If he suffered more than others, he also knew how to enjoy his triumphs better. Only the strange joy of a conscious, fierce
exhilaration was able to wipe away all those years of unhappiness. For he had been very unhappy because of her, because of his secret, scorned love . . . Now, at last, she was accepting him, she loved him. He would have happily died for her.

‘Is it true? How did it happen? What did he say?’

She didn’t reply. She couldn’t repeat what he’d said. She and her parents had fought continuously for two years. Her father had been the first to be worn down. She had wished for that moment for so long, and now, she almost regretted it because it was poisoned by pity and remorse. She had never noticed how her father had aged in those two years, but, last night, when he had said, still shaking with anger, ‘Very well! On your head be it, but don’t come looking to me, don’t come complaining to me later on’, it was only then that she had seen his deep wrinkles, his sagging jaw, the thinness of his neck where his Adam’s apple jutted out, as if up until that moment her love had blinded her in the most literal sense of the word. And Harry, how triumphant he looked now! A victory, he’d called it. She could feel her father’s defeat right down to her very core.

But could she tell Harry what he had said? All the pointless, unfair, harsh words . . . Harry seemed to guess. The joyful expression on his face disappeared.

‘I can imagine what he must have said,’ he replied bitterly.

He fell silent, while there, in the darkness of the car they had got into, with tenderness, pity and a strange feeling of resentment, she kissed him for the very first time.

18

One day, a stranger was introduced to Lilla. ‘He’s a Kurd or a Hindu,’ said her colleague, one of the other women who, like her, performed naked in the Music Hall, ‘but he looks rather shabby.’

He fell in love with Lilla and began sending her chocolates and flowers.
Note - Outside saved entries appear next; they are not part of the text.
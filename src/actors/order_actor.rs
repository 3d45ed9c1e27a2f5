use actix::prelude::*;
use std::sync::Arc;
use uuid::Uuid;

use crate::controller::LifecycleController;
use crate::domain::order::{ActorRef, Order, OrderError, OrderItem, OrderStatus};

// ============================================================================
// Actor Messages
// ============================================================================

#[derive(Message)]
#[rtype(result = "Result<Order, OrderError>")]
pub struct PlaceOrder {
    pub customer_id: Uuid,
    pub store_id: Uuid,
    pub items: Vec<OrderItem>,
}

#[derive(Message)]
#[rtype(result = "Result<Order, OrderError>")]
pub struct TransitionOrder {
    pub order_id: Uuid,
    pub target: OrderStatus,
    pub actor: ActorRef,
}

#[derive(Message)]
#[rtype(result = "Result<Order, OrderError>")]
pub struct AssignPartner {
    pub order_id: Uuid,
    pub partner_id: Uuid,
}

#[derive(Message)]
#[rtype(result = "Result<Order, OrderError>")]
pub struct CancelOrder {
    pub order_id: Uuid,
    pub actor: ActorRef,
}

#[derive(Message)]
#[rtype(result = "Result<Order, OrderError>")]
pub struct GetOrder {
    pub order_id: Uuid,
}

// ============================================================================
// Order Actor - Serialized Front for the Lifecycle Controller
// ============================================================================
//
// One mailbox per process: requests from UI event handlers arrive one at a
// time, matching the single-writer model the controller expects. Handlers
// are synchronous since no controller operation blocks.
//
// ============================================================================

pub struct OrderActor {
    controller: Arc<LifecycleController>,
}

impl OrderActor {
    pub fn new(controller: Arc<LifecycleController>) -> Self {
        Self { controller }
    }
}

impl Actor for OrderActor {
    type Context = Context<Self>;

    fn started(&mut self, _ctx: &mut Self::Context) {
        tracing::info!("OrderActor started");
    }
}

// ============================================================================
// Message Handlers
// ============================================================================

impl Handler<PlaceOrder> for OrderActor {
    type Result = Result<Order, OrderError>;

    fn handle(&mut self, msg: PlaceOrder, _: &mut Self::Context) -> Self::Result {
        let PlaceOrder {
            customer_id,
            store_id,
            items,
        } = msg;

        self.controller
            .place(customer_id, store_id, items)
            .inspect_err(|e| {
                tracing::warn!(customer_id = %customer_id, error = %e, "Placement rejected")
            })
    }
}

impl Handler<TransitionOrder> for OrderActor {
    type Result = Result<Order, OrderError>;

    fn handle(&mut self, msg: TransitionOrder, _: &mut Self::Context) -> Self::Result {
        self.controller
            .transition(msg.order_id, msg.target, msg.actor)
            .inspect_err(|e| {
                tracing::warn!(order_id = %msg.order_id, target = %msg.target, error = %e, "Transition rejected")
            })
    }
}

impl Handler<AssignPartner> for OrderActor {
    type Result = Result<Order, OrderError>;

    fn handle(&mut self, msg: AssignPartner, _: &mut Self::Context) -> Self::Result {
        self.controller
            .assign_partner(msg.order_id, msg.partner_id)
            .inspect_err(|e| {
                tracing::warn!(order_id = %msg.order_id, partner_id = %msg.partner_id, error = %e, "Assignment rejected")
            })
    }
}

impl Handler<CancelOrder> for OrderActor {
    type Result = Result<Order, OrderError>;

    fn handle(&mut self, msg: CancelOrder, _: &mut Self::Context) -> Self::Result {
        self.controller
            .cancel(msg.order_id, msg.actor)
            .inspect_err(|e| {
                tracing::warn!(order_id = %msg.order_id, error = %e, "Cancellation rejected")
            })
    }
}

impl Handler<GetOrder> for OrderActor {
    type Result = Result<Order, OrderError>;

    fn handle(&mut self, msg: GetOrder, _: &mut Self::Context) -> Self::Result {
        self.controller.get(msg.order_id)
    }
}

// ============================================================================
// Tests
// ============================================================================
He looked poor, with threadbare clothes, which made Lilla feel sorry for him, and since she did not attach an exaggerated sense of importance to the gift of her body, one day she chided him affectionately, ‘You’re mad to make such a drama out of something so simple. Do you want to sleep with me? Just say it: “I want to sleep with you.” What’s the point of sending chocolates and flowers? Life is hard for everyone. You’ll end up with no money at all.’